Selon lui, la plupart des gens ont découvert le conflit ukrainien en 2014 seulement: «Il y a huit ans, avec les premiers bombardements ukrainiens du Donbass, des maisons détruites, de lourdes pertes. Plus de deux millions d›exilés de cette région ont trouvé refuge en Russie».

Le patriarche a rappelé avoir écrit, au cours de ces années, «trois lettres aux autorités politiques et religieuses du monde, y compris au COE» en leur demandant d’intervenir pour résoudre les problèmes par le dialogue et éviter les meurtres et les destructions. «Ces demandes ont été accueillies par un silence total. Pourtant, nous devons aller au-delà de la logique et de l’intérêt des politiciens et rechercher la paix juste».

Evoquant le conflit actuel dans le Donbass, le patriarche a souligné «l’importance primordiale que plus aucun sang ne soit versé». Il veut «attirer l’attention des partenaires œcuméniques sur cette situation tragique et convaincre les dirigeants du monde d’apporter la paix par la négociation plutôt que par l’effusion de sang».

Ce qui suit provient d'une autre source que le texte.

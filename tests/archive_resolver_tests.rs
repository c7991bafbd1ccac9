//! Integration tests for the tar-backed resolver.

use flate2::write::GzEncoder;
use sbom_catalog::config::{ArchiveConfig, Compression};
use sbom_catalog::{ArchiveResolver, CancellationToken, FileResolver, Identifiable, Location};
use std::io::{Read, Write};
use tar::{EntryType, Header};

enum Entry<'a> {
    File(&'a str, &'a [u8]),
    Dir(&'a str),
    Symlink(&'a str, &'a str),
}

fn build_tar(entries: &[Entry<'_>]) -> Vec<u8> {
    let mut builder = tar::Builder::new(Vec::new());
    for entry in entries {
        let mut header = Header::new_gnu();
        header.set_mode(0o644);
        match entry {
            Entry::File(name, content) => {
                header.set_entry_type(EntryType::Regular);
                header.set_size(content.len() as u64);
                header.set_cksum();
                builder.append_data(&mut header, name, *content).unwrap();
            }
            Entry::Dir(name) => {
                header.set_entry_type(EntryType::Directory);
                header.set_mode(0o755);
                header.set_size(0);
                header.set_cksum();
                builder.append_data(&mut header, name, std::io::empty()).unwrap();
            }
            Entry::Symlink(name, target) => {
                header.set_entry_type(EntryType::Symlink);
                header.set_size(0);
                builder.append_link(&mut header, name, target).unwrap();
            }
        }
    }
    builder.into_inner().unwrap()
}

fn gzip(bytes: &[u8]) -> Vec<u8> {
    let mut encoder = GzEncoder::new(Vec::new(), flate2::Compression::default());
    encoder.write_all(bytes).unwrap();
    encoder.finish().unwrap()
}

fn index(entries: &[Entry<'_>]) -> ArchiveResolver {
    ArchiveResolver::from_reader(build_tar(entries).as_slice(), &ArchiveConfig::default()).unwrap()
}

fn contents(resolver: &dyn FileResolver, location: &Location) -> Vec<u8> {
    let mut buf = Vec::new();
    resolver
        .file_contents_by_location(location)
        .unwrap()
        .read_to_end(&mut buf)
        .unwrap();
    buf
}

fn real_paths(locations: &[Location]) -> Vec<&str> {
    locations.iter().map(Location::real_path).collect()
}

#[test]
fn symlink_lookup_reports_target_coordinates_and_content() {
    let resolver = index(&[
        Entry::Dir("a"),
        Entry::File("a/b.txt", b"hi"),
        Entry::Symlink("link.txt", "a/b.txt"),
    ]);

    let found = resolver.files_by_path(&["link.txt"]).unwrap();
    assert_eq!(found.len(), 1);
    assert_eq!(found[0].coordinates.real_path, "a/b.txt");
    assert_eq!(found[0].access_path, "link.txt");
    assert_eq!(contents(&resolver, &found[0]), b"hi");
}

#[test]
fn glob_matches_across_directories() {
    let resolver = index(&[
        Entry::File("a/b.txt", b"b"),
        Entry::File("a/c.md", b"c"),
        Entry::File("d/e.txt", b"e"),
    ]);

    let found = resolver.files_by_glob(&["**/*.txt"]).unwrap();
    assert_eq!(real_paths(&found), vec!["a/b.txt", "d/e.txt"]);
}

#[test]
fn malformed_glob_is_an_error() {
    let resolver = index(&[Entry::File("a", b"a")]);
    let err = resolver.files_by_glob(&["**/*.txt", "[z"]).unwrap_err();
    assert!(err.is_invalid_pattern());
}

#[test]
fn empty_mime_list_returns_nothing() {
    let resolver = index(&[Entry::File("a.txt", b"text")]);
    assert!(resolver.files_by_mime_type(&[]).unwrap().is_empty());
    assert_eq!(resolver.files_by_mime_type(&["text/plain"]).unwrap().len(), 1);
}

#[test]
fn all_locations_yields_every_raw_entry() {
    let resolver = index(&[
        Entry::Dir("a"),
        Entry::File("a/b.txt", b"hi"),
        Entry::Symlink("link.txt", "a/b.txt"),
        Entry::Symlink("dangling", "missing"),
    ]);

    let all: Vec<Location> = resolver.all_locations(&CancellationToken::new()).collect();
    assert_eq!(all.len(), resolver.entry_count());
    assert_eq!(all.len(), 4);
    // Links are reported as stored, not dereferenced.
    assert!(all.iter().any(|l| l.real_path() == "link.txt"));
    assert!(all.iter().any(|l| l.real_path() == "dangling"));
}

#[test]
fn two_hop_chain_is_not_followed() {
    let resolver = index(&[
        Entry::File("target", b"x"),
        Entry::Symlink("hop2", "target"),
        Entry::Symlink("hop1", "hop2"),
    ]);
    assert!(resolver.files_by_path(&["hop1"]).unwrap().is_empty());
    assert!(resolver
        .relative_file_by_path(&Location::new("target"), "hop1")
        .is_none());
    assert_eq!(resolver.files_by_path(&["hop2"]).unwrap().len(), 1);
}

#[test]
fn relative_lookup_ignores_anchor() {
    let resolver = index(&[Entry::File("etc/os-release", b"ID=alpine\n")]);
    let anchor = Location::new("lib/apk/db/installed");
    let found = resolver.relative_file_by_path(&anchor, "etc/os-release").unwrap();
    assert_eq!(found.real_path(), "etc/os-release");
}

#[test]
fn decode_error_keeps_entries_read_so_far() {
    let mut bytes = build_tar(&[Entry::File("first", b"ok"), Entry::File("second", b"lost")]);
    // Second header starts after one header block and one content block.
    bytes[1024] ^= 0xff;

    let err = ArchiveResolver::from_reader(bytes.as_slice(), &ArchiveConfig::default()).unwrap_err();
    assert!(err.error().is_decode());
    assert_eq!(err.partial().entry_count(), 1);

    let partial = err.into_partial();
    assert!(partial.has_path("first"));
    assert!(!partial.has_path("second"));
}

#[test]
fn gzip_archive_opens_from_disk() {
    let dir = tempfile::tempdir().unwrap();
    let path = dir.path().join("rootfs.tar.gz");
    std::fs::write(
        &path,
        gzip(&build_tar(&[Entry::File("etc/os-release", b"ID=debian\n")])),
    )
    .unwrap();

    for compression in [Compression::Auto, Compression::Gzip] {
        let config = ArchiveConfig {
            compression,
            ..ArchiveConfig::default()
        };
        let resolver = ArchiveResolver::open(&path, &config).unwrap();
        let found = resolver.files_by_path(&["etc/os-release"]).unwrap();
        assert_eq!(contents(&resolver, &found[0]), b"ID=debian\n");
    }

    let plain = ArchiveConfig {
        compression: Compression::None,
        ..ArchiveConfig::default()
    };
    assert!(ArchiveResolver::open(&path, &plain).is_err());
}

#[test]
fn missing_archive_is_an_io_error() {
    let err = ArchiveResolver::open("/nonexistent/image.tar", &ArchiveConfig::default())
        .unwrap_err();
    assert!(!err.error().is_decode());
    assert_eq!(err.into_partial().entry_count(), 0);
}

#[test]
fn identities_are_stable_across_builds() {
    let entries = [Entry::File("usr/bin/rg", b"\x7fELF"), Entry::File("README", b"hi")];
    let first = index(&entries);
    let second = index(&entries);

    let ids = |r: &ArchiveResolver| -> Vec<String> {
        r.all_locations(&CancellationToken::new())
            .map(|l| l.id().to_string())
            .collect()
    };
    assert_eq!(ids(&first), ids(&second));
    assert!(ids(&first).iter().all(|id| !id.is_empty()));
}

#[test]
fn concurrent_queries_agree() {
    let names: Vec<String> = (0..200).map(|i| format!("pkg/{i:03}.txt")).collect();
    let entries: Vec<Entry<'_>> = names
        .iter()
        .map(|name| Entry::File(name.as_str(), b"payload"))
        .collect();
    let resolver = index(&entries);

    let expected = resolver.files_by_glob(&["pkg/*.txt"]).unwrap();
    assert_eq!(expected.len(), 200);

    std::thread::scope(|scope| {
        for _ in 0..8 {
            scope.spawn(|| {
                let found = resolver.files_by_glob(&["pkg/*.txt"]).unwrap();
                assert_eq!(found, expected);
                let streamed = resolver.all_locations(&CancellationToken::new()).count();
                assert_eq!(streamed, 200);
                assert!(resolver.has_path("pkg/199.txt"));
            });
        }
    });
}

#[test]
fn abandoned_enumeration_can_be_cancelled() {
    let names: Vec<String> = (0..1000).map(|i| format!("f{i}")).collect();
    let entries: Vec<Entry<'_>> = names.iter().map(|n| Entry::File(n.as_str(), b"")).collect();
    let resolver = index(&entries).with_channel_capacity(1);

    let cancel = CancellationToken::new();
    let mut stream = resolver.all_locations(&cancel);
    let head: Vec<Location> = stream.by_ref().take(3).collect();
    assert_eq!(real_paths(&head), vec!["f0", "f1", "f2"]);

    cancel.cancel();
    assert!(stream.next().is_none());
}
//! Configuration types for sbom-catalog.

use super::defaults::DEFAULT_CHANNEL_CAPACITY;
use schemars::JsonSchema;
use serde::{Deserialize, Serialize};
use std::fmt;
use std::str::FromStr;

// ============================================================================
// Top-level configuration
// ============================================================================

/// Configuration that can be loaded from a config file and overridden by CLI flags.
#[derive(Debug, Clone, Default, PartialEq, Eq, Serialize, Deserialize, JsonSchema)]
#[serde(default)]
pub struct CatalogConfig {
    /// How archives are decoded and indexed
    pub archive: ArchiveConfig,
    /// Lazy enumeration settings
    pub enumeration: EnumerationConfig,
}

impl CatalogConfig {
    /// Create a new `CatalogConfig` with default values.
    #[must_use]
    pub fn new() -> Self {
        Self::default()
    }

    /// Create a `CatalogConfig` builder.
    pub fn builder() -> CatalogConfigBuilder {
        CatalogConfigBuilder::default()
    }
}

// ============================================================================
// Builder
// ============================================================================

/// Builder for constructing `CatalogConfig` with fluent API.
#[derive(Debug, Default)]
#[must_use]
pub struct CatalogConfigBuilder {
    config: CatalogConfig,
}

impl CatalogConfigBuilder {
    /// Set the archive compression.
    pub const fn compression(mut self, compression: Compression) -> Self {
        self.config.archive.compression = compression;
        self
    }

    /// Set the filesystem id stamped on resolved coordinates.
    pub fn filesystem_id(mut self, id: impl Into<String>) -> Self {
        self.config.archive.filesystem_id = id.into();
        self
    }

    /// Cap the size of any single entry's content.
    pub const fn max_entry_bytes(mut self, limit: Option<u64>) -> Self {
        self.config.archive.max_entry_bytes = limit;
        self
    }

    /// Set the enumeration handoff queue size.
    pub const fn channel_capacity(mut self, capacity: usize) -> Self {
        self.config.enumeration.channel_capacity = capacity;
        self
    }

    /// Build the configuration.
    #[must_use]
    pub fn build(self) -> CatalogConfig {
        self.config
    }
}

// ============================================================================
// Archive configuration
// ============================================================================

/// Archive decoding settings.
#[derive(Debug, Clone, Default, PartialEq, Eq, Serialize, Deserialize, JsonSchema)]
#[serde(default)]
pub struct ArchiveConfig {
    /// Stream compression; `auto` sniffs the gzip magic bytes
    pub compression: Compression,
    /// Filesystem (layer) id stamped on every location; empty for a single filesystem
    #[serde(skip_serializing_if = "String::is_empty")]
    pub filesystem_id: String,
    /// Reject entries whose content exceeds this many bytes
    #[serde(skip_serializing_if = "Option::is_none")]
    pub max_entry_bytes: Option<u64>,
}

/// Compression applied to an archive stream.
#[derive(
    Debug, Clone, Copy, Default, PartialEq, Eq, Hash, Serialize, Deserialize, JsonSchema,
)]
#[serde(rename_all = "lowercase")]
pub enum Compression {
    /// Detect gzip by its magic bytes
    #[default]
    Auto,
    Gzip,
    /// Plain tar
    None,
}

impl Compression {
    /// Get the compression name as a string.
    #[must_use]
    pub const fn name(&self) -> &'static str {
        match self {
            Self::Auto => "auto",
            Self::Gzip => "gzip",
            Self::None => "none",
        }
    }
}

impl fmt::Display for Compression {
    fn fmt(&self, f: &mut fmt::Formatter<'_>) -> fmt::Result {
        f.write_str(self.name())
    }
}

impl FromStr for Compression {
    type Err = String;

    fn from_str(s: &str) -> Result<Self, Self::Err> {
        match s.to_lowercase().as_str() {
            "auto" => Ok(Self::Auto),
            "gzip" | "gz" => Ok(Self::Gzip),
            "none" | "tar" => Ok(Self::None),
            other => Err(format!(
                "unknown compression '{other}'. Valid options: auto, gzip, none"
            )),
        }
    }
}

// ============================================================================
// Enumeration configuration
// ============================================================================

/// Settings for lazily produced location streams.
#[derive(Debug, Clone, PartialEq, Eq, Serialize, Deserialize, JsonSchema)]
#[serde(default)]
pub struct EnumerationConfig {
    /// Locations buffered between the producer and the consumer
    pub channel_capacity: usize,
}

impl Default for EnumerationConfig {
    fn default() -> Self {
        Self {
            channel_capacity: DEFAULT_CHANNEL_CAPACITY,
        }
    }
}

«Dites d’arrêter la guerre»

Le Père Sauca a invité le patriarche Cyrille à réitérer l’appel contenu de ses lettres  aux dirigeants du monde: «Il serait très utile de faire la même déclaration, en disant clairement au monde ce que vous nous avez dit, ici, aujourd’hui: arrêtez l’effusion de sang, arrêtez les tueries, arrêtez la destruction des infrastructures, recherchez la paix et la réconciliation. Cela aidera le monde et l’Église orthodoxe et indiquera clairement quelle est votre position personnelle à l’égard de la guerre».

«Pas de guerre sainte»

Faisant référence aux appels lancé pour expulser du COE l’Église russe, le Père Sauca a interpellé le patriarche sur «l’argumentation théologique et le soutien à la guerre rendus publics dans certains de vos sermons et discours». Il serait bénéfique, a insisté le Secrétaire général du COE, que le patriarche éclaire la question en s’attardant, en particulier, sur la notion de ‘guerre sainte’ du point de vue théologique.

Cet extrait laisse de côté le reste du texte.